İddia makamı Gülser hakkında toplamda 18 yıl 3 ay hapis cezasına çarptırılmasını istedi.
'Ayrımcılık söz konusu’
Ardından esasa ilişkin söz alan Gülser’in avukatlarından Erdal Kuzu, fezlekelerin tamamında müvekkilinin yapmış olduğu konuşmaları siyasetçi kimliği ile yaptığını kaydetti. Bu konuşmaları HDP'li bir siyasetçi değil de AKP'li bir siyasetçi yapmış olsaydı yangılanmayacaktı" diyen Erdal, bir ayrımcılığın söz konusu olduğunun altını çizdi.
‘Biz devletin yargıcı değil halkın yargıçları olmanızı bekliyoruz’
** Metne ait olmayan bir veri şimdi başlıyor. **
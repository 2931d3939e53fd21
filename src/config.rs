use std::env;
use std::time::Duration;
use thiserror::Error;

/// Environment variable holding the Hugging Face access token.
pub const HUGGINGFACE_TOKEN_VAR: &str = "HUGGINGFACE_TOKEN";
/// Environment variable holding the Groq API key.
pub const GROQ_API_KEY_VAR: &str = "GROQ_API_KEY";

/// Sentence-embedding model used to index document chunks.
pub const EMBEDDING_MODEL: &str = "sentence-transformers/all-MiniLM-L6-v2";
/// Hosted chat-completion model that writes the blog summary.
pub const CHAT_MODEL: &str = "meta-llama/llama-4-scout-17b-16e-instruct";
/// Sampling temperature sent with every chat completion.
pub const CHAT_TEMPERATURE: f32 = 0.7;
/// Whole-request timeout applied to the chat completion call.
pub const CHAT_REQUEST_TIMEOUT: Duration = Duration::from_secs(30);
/// Largest PDF upload accepted by the HTTP surface.
pub const MAX_UPLOAD_BYTES: usize = 200 * 1024 * 1024;

const DEFAULT_HUGGINGFACE_HUB_URL: &str = "https://huggingface.co";
const DEFAULT_HUGGINGFACE_INFERENCE_URL: &str = "https://router.huggingface.co/hf-inference/models";
const DEFAULT_GROQ_API_URL: &str = "https://api.groq.com/openai/v1";

/// Errors encountered while loading configuration from environment variables.
#[derive(Debug, Error)]
pub enum ConfigError {
    /// Required environment variable was not provided.
    #[error("Missing environment variable: {0}")]
    MissingVariable(String),
    /// Environment variable contained a value that could not be parsed.
    #[error("Invalid value for environment variable: {0}")]
    InvalidValue(String),
    /// An HTTP client for one of the providers could not be constructed.
    #[error("Failed to construct HTTP client: {0}")]
    HttpClient(String),
}

/// Runtime configuration for the explainer.
///
/// Secrets are carried as plain values and handed to each provider client explicitly; nothing
/// here is written back into the process environment.
#[derive(Clone)]
pub struct Config {
    /// Token used to authenticate against the Hugging Face inference API.
    pub huggingface_token: Option<String>,
    /// Key used to authenticate against the Groq chat-completion API.
    pub groq_api_key: Option<String>,
    /// Base URL of the Hugging Face Hub (used for the login handshake).
    pub huggingface_hub_url: String,
    /// Base URL under which hosted feature-extraction models are served.
    pub huggingface_inference_url: String,
    /// Base URL of the OpenAI-compatible Groq API.
    pub groq_api_url: String,
    /// Optional override for the HTTP server port.
    pub server_port: Option<u16>,
}

impl Config {
    /// Load configuration from environment variables, performing validation along the way.
    ///
    /// Missing credentials are not an error; see [`Config::missing_credentials`].
    pub fn from_env() -> Result<Self, ConfigError> {
        Ok(Self {
            huggingface_token: load_env_optional(HUGGINGFACE_TOKEN_VAR),
            groq_api_key: load_env_optional(GROQ_API_KEY_VAR),
            huggingface_hub_url: load_env_optional("HUGGINGFACE_HUB_URL")
                .unwrap_or_else(|| DEFAULT_HUGGINGFACE_HUB_URL.to_string()),
            huggingface_inference_url: load_env_optional("HUGGINGFACE_INFERENCE_URL")
                .unwrap_or_else(|| DEFAULT_HUGGINGFACE_INFERENCE_URL.to_string()),
            groq_api_url: load_env_optional("GROQ_API_URL")
                .unwrap_or_else(|| DEFAULT_GROQ_API_URL.to_string()),
            server_port: load_env_optional("SERVER_PORT")
                .map(|value| {
                    value
                        .parse()
                        .map_err(|_| ConfigError::InvalidValue("SERVER_PORT".into()))
                })
                .transpose()?,
        })
    }

    /// Names of the credential variables that were absent or blank.
    pub fn missing_credentials(&self) -> Vec<&'static str> {
        let mut missing = Vec::new();
        if self.huggingface_token.is_none() {
            missing.push(HUGGINGFACE_TOKEN_VAR);
        }
        if self.groq_api_key.is_none() {
            missing.push(GROQ_API_KEY_VAR);
        }
        missing
    }

    /// User-facing warnings describing missing credentials. Empty when both are present.
    pub fn credential_warnings(&self) -> Vec<String> {
        if self.missing_credentials().is_empty() {
            Vec::new()
        } else {
            vec![format!(
                "Please set the {HUGGINGFACE_TOKEN_VAR} and {GROQ_API_KEY_VAR} environment variables."
            )]
        }
    }
}

// Secrets are redacted so `?config` is safe to log.
impl std::fmt::Debug for Config {
    fn fmt(&self, f: &mut std::fmt::Formatter<'_>) -> std::fmt::Result {
        f.debug_struct("Config")
            .field("has_huggingface_token", &self.huggingface_token.is_some())
            .field("has_groq_api_key", &self.groq_api_key.is_some())
            .field("huggingface_hub_url", &self.huggingface_hub_url)
            .field("huggingface_inference_url", &self.huggingface_inference_url)
            .field("groq_api_url", &self.groq_api_url)
            .field("server_port", &self.server_port)
            .finish()
    }
}

fn load_env_optional(key: &str) -> Option<String> {
    env::var(key).ok().filter(|value| !value.trim().is_empty())
}

/// Load `.env` (when present) and the process environment into a [`Config`].
///
/// Missing credentials are reported once at `warn` level and do not stop startup; the
/// pipeline stage that needs them fails with a typed error instead.
pub fn init_config() -> Result<Config, ConfigError> {
    dotenvy::dotenv().ok();
    let config = Config::from_env()?;
    for warning in config.credential_warnings() {
        tracing::warn!(missing = ?config.missing_credentials(), "{warning}");
    }
    tracing::debug!(?config, "Loaded configuration");
    Ok(config)
}
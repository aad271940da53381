//! Circuit topology and validation.
//!
//! This module turns a parsed netlist into the representation the solver
//! works on. The [`Circuit`] struct owns every component in file order and
//! keeps per-kind index lists into that arena, plus the node and auxiliary
//! unknown counts that size the MNA system.

mod graph;
mod types;
mod validate;

pub use graph::{Circuit, Roles};
pub use types::*;
pub use validate::validate_circuit;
AKP'li milletvekili ve yöneticiler ile Cumhurbaşkanı Tayyip Erdoğan'ın 2013 ile 2015 yılları arasında PKK ve PKK Lideri Abdullah Öcalan hakkındaki ifadelerini örnek gösteren Erdal, "Bu isimler muktedir oldukları için yargılama yapılmadı ve bu sözler görmezden gelindi. Müvekkilimin sözleri propaganda ise bunların sözleri propagandanın alasıdır. Bu nedenle baştan beri siyasal bir yargılama olduğunu söylüyoruz. Yargı makamının bu hale gelmesinden dolayı üzülüyoruz. Uluslararası hukuk devletin yargıcı diye bir şeyi kabul etmez. Biz devletin yargıcı değil halkın yargıçları olmanızı bekliyoruz. Bu sözler siyasetçi kimliğinden dolayı dün suç değilken, bugün suç görülüyor. Belki yarın suç olarak da görülmeyecektir. Müvekkilimizin beraatına karar verilmesini, gelecek duruşmada ise mahkeme huzurunda dinlenmesini talep ediyoruz" diye konuştu.
Avukat Azad Yıldırım da, her duruşma aynı gerekçelerle yargılamanın hukuksuz olduğunu dile getirdiklerini belirtti. Ancak mahkemelerin sürekli kendini tekrar ettiğini kaydeden Azad, HDP'li milletvekillerinin yargılamalarında ayrımcılık yapıldığını söyleyerek, esasa ilişkin savunma yapmak için süre talebinde bulundu.
Gülser karar duruşmasında mahkemeye getirilecek
Mahkeme Gülser’in bir sonraki duruşmadahazır edilmesi için tutuklu bulunduğu Kandıra F Tipi Kapalı Cezaevi’ne yazı yazılmasına karar vererek duruşmayı 4 Mart tarihine erteledi.